→ **Task goal**:
Look below for the line holding "#[derive(Debug, Args)]" and the line holding "for group in". Repeat those two and everything between, exactly.
** Records provided follows **
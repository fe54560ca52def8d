//! Phones command
//!
//! Usage: r8 phones <NUMBER>... [--text]

use clap::Args;
use r8_core::errors::ExError;
use r8_core::humanize::group_phone_numbers;

#[derive(Debug, Args)]
pub struct PhonesArgs {
    /// Phone numbers, in any formatting
    pub numbers: Vec<String>,

    /// Print `label: a, b` lines instead of JSON
    #[arg(long)]
    pub text: bool,
}

/// Execute phones command
pub fn execute(args: PhonesArgs) -> Result<(), Box<dyn std::error::Error>> {
    let groups = group_phone_numbers(&args.numbers).map_err(ExError::from)?;

    if args.text {
        for group in &groups {
            println!("{}: {}", group.label(), group.numbers().join(", "));
        }
    } else {
        println!("{}", serde_json::to_string_pretty(&groups)?);
    }

    Ok(())
}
** End of Records provided **
→ **Solution for this exercise**:
#[derive(Debug, Args)]
pub struct PhonesArgs {
    /// Phone numbers, in any formatting
    pub numbers: Vec<String>,

    /// Print `label: a, b` lines instead of JSON
    #[arg(long)]
    pub text: bool,
}

/// Execute phones command
pub fn execute(args: PhonesArgs) -> Result<(), Box<dyn std::error::Error>> {
    let groups = group_phone_numbers(&args.numbers).map_err(ExError::from)?;

    if args.text {
        for group in &groups {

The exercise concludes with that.